Der Unfallchirurg und Orthopäde als Gutachter

The trauma and orthopedic surgeon as an expert witness

Klaus Dresing 1,2,
PMCID: PMC10157564  PMID: 37140638

Die Tätigkeit als Unfallchirurg und Orthopäde beinhaltet neben der primären Versorgung und Betreuung von Patienten und Verletzen die Begutachtung. Eigene oder fremde Patienten werden begutachtet, entsprechend den verschiedenen Rechtsgebieten.
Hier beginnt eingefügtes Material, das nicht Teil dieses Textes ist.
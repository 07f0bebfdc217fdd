//! Localized validation and lookup messages.

use crate::error::ConfigError;
use std::str::FromStr;

#[derive(Clone, Copy, Debug, Default, PartialEq, Eq)]
pub enum Locale {
    #[default]
    En,
    De,
    Es,
}

#[derive(Clone, Copy, Debug, PartialEq, Eq)]
pub enum Message {
    Required,
    NotFound,
    Duplicate,
    InvalidDate,
    FutureDate,
    TelephoneDigits,
    UnknownPetType,
    OwnerIdMismatch,
}

impl Locale {
    /// Picks the first supported language from an `Accept-Language` value, ignoring weights.
    pub fn from_accept_language(header: &str) -> Option<Locale> {
        header
            .split(',')
            .filter_map(|part| part.split(';').next())
            .map(|tag| tag.trim())
            .find_map(|tag| {
                let primary = tag.split('-').next().unwrap_or(tag);
                primary.parse().ok()
            })
    }

    pub fn text(self, message: Message) -> &'static str {
        use Message::*;
        match self {
            Locale::En => match message {
                Required => "must not be blank",
                NotFound => "has not been found",
                Duplicate => "is already in use",
                InvalidDate => "invalid date",
                FutureDate => "must not be in the future",
                TelephoneDigits => "Telephone must be a 10-digit number",
                UnknownPetType => "is not a known pet type",
                OwnerIdMismatch => "The owner ID in the form does not match the URL.",
            },
            Locale::De => match message {
                Required => "darf nicht leer sein",
                NotFound => "wurde nicht gefunden",
                Duplicate => "ist bereits vergeben",
                InvalidDate => "ungültiges Datum",
                FutureDate => "darf nicht in der Zukunft liegen",
                TelephoneDigits => "Telefonnummer muss aus 10 Ziffern bestehen",
                UnknownPetType => "ist keine bekannte Tierart",
                OwnerIdMismatch => "Die Besitzer-ID im Formular stimmt nicht mit der URL überein.",
            },
            Locale::Es => match message {
                Required => "no puede estar vacío",
                NotFound => "no ha sido encontrado",
                Duplicate => "ya se encuentra en uso",
                InvalidDate => "fecha no válida",
                FutureDate => "no puede estar en el futuro",
                TelephoneDigits => "El teléfono debe tener 10 dígitos",
                UnknownPetType => "no es un tipo de mascota conocido",
                OwnerIdMismatch => "El ID del propietario del formulario no coincide con la URL.",
            },
        }
    }
}

impl FromStr for Locale {
    type Err = ConfigError;

    fn from_str(s: &str) -> Result<Self, Self::Err> {
        match s.trim().to_ascii_lowercase().as_str() {
            "en" => Ok(Locale::En),
            "de" => Ok(Locale::De),
            "es" => Ok(Locale::Es),
            other => Err(ConfigError::UnsupportedLocale(other.to_string())),
        }
    }
}
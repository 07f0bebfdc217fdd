//! Vet listing: a paginated HTML page, or the whole list as JSON.

use crate::error::AppError;
use crate::extractors::Accept;
use crate::model::{PageRequest, Vets};
use crate::repository::VetRepository;
use crate::response::render;
use crate::state::AppState;
use crate::views::{Pager, VetsPage};
use axum::{
    extract::{Query, State},
    response::{IntoResponse, Response},
    Json,
};
use serde::Deserialize;

#[derive(Debug, Default, Deserialize)]
pub struct PageParams {
    pub page: Option<u32>,
}

pub async fn show_vet_list(
    State(state): State<AppState>,
    accept: Accept,
    Query(params): Query<PageParams>,
) -> Result<Response, AppError> {
    if accept.prefers_json() {
        let vets = state.vets.find_vets().await?;
        return Ok(Json(Vets::new(&vets)).into_response());
    }
    show_vet_page(State(state), Query(params)).await
}

pub async fn show_vet_page(
    State(state): State<AppState>,
    Query(params): Query<PageParams>,
) -> Result<Response, AppError> {
    let request = PageRequest::new(params.page.unwrap_or(1), state.settings.page_size);
    let page = state.vets.find_vets_page(request).await?;
    let pager = Pager::new(&page, "/vets.html", &[]);
    Ok(render(&VetsPage { vets: page.items, pager })?.into_response())
}
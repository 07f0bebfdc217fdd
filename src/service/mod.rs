//! Form binding and validation between the HTTP layer and the repositories.

mod forms;
mod validation;
pub use forms::{OwnerForm, PetForm, VisitForm};
pub use validation::{FieldErrors, FormValidator};
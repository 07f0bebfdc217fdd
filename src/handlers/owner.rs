//! Owner handlers: create, find, show, update.

use crate::error::AppError;
use crate::extractors::RequestLocale;
use crate::i18n::Message;
use crate::model::{Owner, PageRequest};
use crate::response::{found, render};
use crate::service::{FieldErrors, FormValidator, OwnerForm};
use crate::state::AppState;
use crate::views::{FindOwnersPage, OwnerDetailsPage, OwnerFormPage, OwnersPage, Pager};
use axum::{
    extract::{Path, Query, State},
    response::{IntoResponse, Response},
    Form,
};
use serde::Deserialize;

#[derive(Debug, Default, Deserialize)]
#[serde(rename_all = "camelCase")]
pub struct FindParams {
    pub page: Option<u32>,
    pub last_name: Option<String>,
}

pub(crate) async fn load_owner(state: &AppState, owner_id: i32) -> Result<Owner, AppError> {
    state
        .store
        .find_owner(owner_id)
        .await?
        .ok_or_else(|| AppError::NotFound(format!("Owner not found with id: {}", owner_id)))
}

pub async fn init_creation_form(RequestLocale(locale): RequestLocale) -> Result<Response, AppError> {
    let page = OwnerFormPage::new(&Owner::default(), &FieldErrors::default(), locale);
    Ok(render(&page)?.into_response())
}

pub async fn process_creation_form(
    State(state): State<AppState>,
    RequestLocale(locale): RequestLocale,
    Form(form): Form<OwnerForm>,
) -> Result<Response, AppError> {
    let mut owner = form.apply(Owner::default());
    let errors = FormValidator::owner(&owner);
    if !errors.is_empty() {
        return Ok(render(&OwnerFormPage::new(&owner, &errors, locale))?.into_response());
    }
    state.store.save_owner(&mut owner).await?;
    let owner_id = owner.id.unwrap_or_default();
    tracing::info!(owner_id, "owner created");
    Ok(found(format!("/owners/{}", owner_id)))
}

pub async fn init_find_form() -> Result<Response, AppError> {
    let page = FindOwnersPage {
        last_name: String::new(),
        error: String::new(),
    };
    Ok(render(&page)?.into_response())
}

/// Zero matches re-shows the search form, one match goes straight to the owner, more are listed.
pub async fn process_find_form(
    State(state): State<AppState>,
    RequestLocale(locale): RequestLocale,
    Query(params): Query<FindParams>,
) -> Result<Response, AppError> {
    let last_name = params.last_name.unwrap_or_default().trim().to_string();
    let request = PageRequest::new(params.page.unwrap_or(1), state.settings.page_size);
    let mut results = state.store.find_owners_by_last_name(&last_name, request).await?;

    if results.total_items == 0 {
        let page = FindOwnersPage {
            last_name,
            error: locale.text(Message::NotFound).to_string(),
        };
        return Ok(render(&page)?.into_response());
    }
    if results.total_items == 1 {
        if results.items.is_empty() {
            // page past the end; the single match lives on page one
            results = state
                .store
                .find_owners_by_last_name(&last_name, PageRequest::new(1, state.settings.page_size))
                .await?;
        }
        if let Some(owner_id) = results.items.first().and_then(|o| o.id) {
            return Ok(found(format!("/owners/{}", owner_id)));
        }
    }

    let params: Vec<(&str, &str)> = if last_name.is_empty() {
        Vec::new()
    } else {
        vec![("lastName", last_name.as_str())]
    };
    let pager = Pager::new(&results, "/owners", &params);
    let page = OwnersPage {
        owners: results.items,
        pager,
    };
    Ok(render(&page)?.into_response())
}

pub async fn show_owner(State(state): State<AppState>, Path(owner_id): Path<i32>) -> Result<Response, AppError> {
    let owner = load_owner(&state, owner_id).await?;
    Ok(render(&OwnerDetailsPage { owner_id, owner })?.into_response())
}

pub async fn init_update_form(
    State(state): State<AppState>,
    RequestLocale(locale): RequestLocale,
    Path(owner_id): Path<i32>,
) -> Result<Response, AppError> {
    let owner = load_owner(&state, owner_id).await?;
    Ok(render(&OwnerFormPage::new(&owner, &FieldErrors::default(), locale))?.into_response())
}

pub async fn process_update_form(
    State(state): State<AppState>,
    RequestLocale(locale): RequestLocale,
    Path(owner_id): Path<i32>,
    Form(form): Form<OwnerForm>,
) -> Result<Response, AppError> {
    let existing = load_owner(&state, owner_id).await?;
    if !form.id_matches(owner_id) {
        let mut errors = FieldErrors::default();
        errors.reject("id", Message::OwnerIdMismatch);
        return Ok(render(&OwnerFormPage::new(&existing, &errors, locale))?.into_response());
    }

    let mut owner = form.apply(existing);
    let errors = FormValidator::owner(&owner);
    if !errors.is_empty() {
        return Ok(render(&OwnerFormPage::new(&owner, &errors, locale))?.into_response());
    }
    state.store.save_owner(&mut owner).await?;
    tracing::info!(owner_id, "owner updated");
    Ok(found(format!("/owners/{}", owner_id)))
}
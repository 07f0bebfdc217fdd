//! Response helpers: template rendering, redirects, and negotiated error bodies.

use crate::error::{AppError, ErrorReport};
use crate::extractors::Accept;
use crate::views::ErrorPage;
use askama::Template;
use axum::{
    body::{to_bytes, Body},
    extract::Request,
    http::{header, StatusCode},
    middleware::Next,
    response::{Html, IntoResponse, Response},
    Json,
};
use serde::Serialize;

pub fn render<T: Template>(page: &T) -> Result<Html<String>, AppError> {
    Ok(Html(page.render()?))
}

/// 302 to `location`.
pub fn found(location: impl AsRef<str>) -> Response {
    (StatusCode::FOUND, [(header::LOCATION, location.as_ref().to_string())]).into_response()
}

#[derive(Debug, Serialize)]
pub struct ErrorBody {
    pub timestamp: String,
    pub status: u16,
    pub error: String,
    pub message: String,
    pub path: String,
}

impl ErrorBody {
    pub fn new(report: &ErrorReport, path: &str) -> Self {
        ErrorBody {
            timestamp: chrono::Utc::now().to_rfc3339(),
            status: report.status.as_u16(),
            error: report.status.canonical_reason().unwrap_or("Error").to_string(),
            message: report.message.clone(),
            path: path.to_string(),
        }
    }
}

const REJECTION_BODY_LIMIT: usize = 16 * 1024;

/// Report for an error response that did not come from `AppError`, such as extractor
/// rejections or the body limit: the plain-text body, or the reason phrase when empty.
async fn report_from_body(status: StatusCode, body: Body) -> ErrorReport {
    let text = to_bytes(body, REJECTION_BODY_LIMIT)
        .await
        .map(|bytes| String::from_utf8_lossy(&bytes).trim().to_string())
        .unwrap_or_default();
    let message = if text.is_empty() {
        status.canonical_reason().unwrap_or("Error").to_string()
    } else {
        text
    };
    tracing::debug!(status = %status, message = %message, "request rejected");
    ErrorReport { status, message }
}

/// Replaces the body of every 4xx/5xx response with the representation the client asked for:
/// an HTML page when `Accept` names `text/html`, JSON otherwise.
pub async fn render_errors(request: Request, next: Next) -> Response {
    let path = request.uri().path().to_string();
    let accept = Accept::from_headers(request.headers());
    let response = next.run(request).await;
    let status = response.status();
    if !(status.is_client_error() || status.is_server_error()) {
        return response;
    }
    let attached = response.extensions().get::<ErrorReport>().cloned();
    let report = match attached {
        Some(report) => report,
        None => report_from_body(status, response.into_body()).await,
    };

    let body = ErrorBody::new(&report, &path);
    if accept.accepts_html() {
        let page = ErrorPage {
            status: body.status,
            error: body.error,
            message: body.message,
            path: body.path,
        };
        match page.render() {
            Ok(html) => (report.status, Html(html)).into_response(),
            Err(e) => {
                tracing::error!(error = %e, "error page failed to render");
                (report.status, report.message).into_response()
            }
        }
    } else {
        (report.status, Json(body)).into_response()
    }
}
In der Weiterbildung in O und U sind in den Ordnungen die Anfertigung von Gutachten Teil der Weiterbildung. Das ärztliche Gutachten soll wissenschaftlich fundierte Schlussfolgerungen über den Gesundheitszustand oder funktionelle Einschränkungen eines Patienten oder einer Patientin geben. Die Befähigung dazu sollte in der Weiterbildung erworben werden. Strukturiertes Vorgehen bei der Gutachtenerstellung kann eigene Behandlungsprozesse verbessern helfen. Nicht nur aus eigenen Fehlern, sondern auch aus Fehlern anderer, die bei den Gutachten analysiert werden können, lernen die gutachterlich Tätigen. Gutachten in der Weiterbildung sind für das weitere Berufsleben von enormer Bedeutung. Die verschiedenen Rechtsgebiete haben unterschiedliche Anforderungen an die Gutachtenprozesse. Wir unterscheiden Sozialrecht, Verwaltungsrecht, Zivilrecht, Arbeitsrecht und Strafrecht. Auftraggeber können Rentenversicherungen, Behörden, private Versicherungen, Gesetzliche Unfallversicherung, Gerichte, Staatsanwaltschaften u. a. sein. Die Ausbildung in der gutachterlichen Tätigkeit wird teilweise stiefmütterlich während der Weiterbildung geführt. Ein spezielles Weiterbildungs-Curriculum in O+U existiert selten in den Kliniken. Eine strukturierte Weiterbildung wie die curriculäre Fortbildung „Medizinische Begutachtung der Ärztekammern“ existiert nicht. Hier könnte ein Mentorenprogramm während der Weiterbildung unterstützen. Die Kriterien bei der Erstellung lassen sich mit dem Akronym GUTACHTEN zusammenfassen: Genauigkeit, Untersuchung, Timing, Anamnese/Analyse, Chirurgie, Herausforderung, Tatsachen, Eigeninitiative, Nachschlagen.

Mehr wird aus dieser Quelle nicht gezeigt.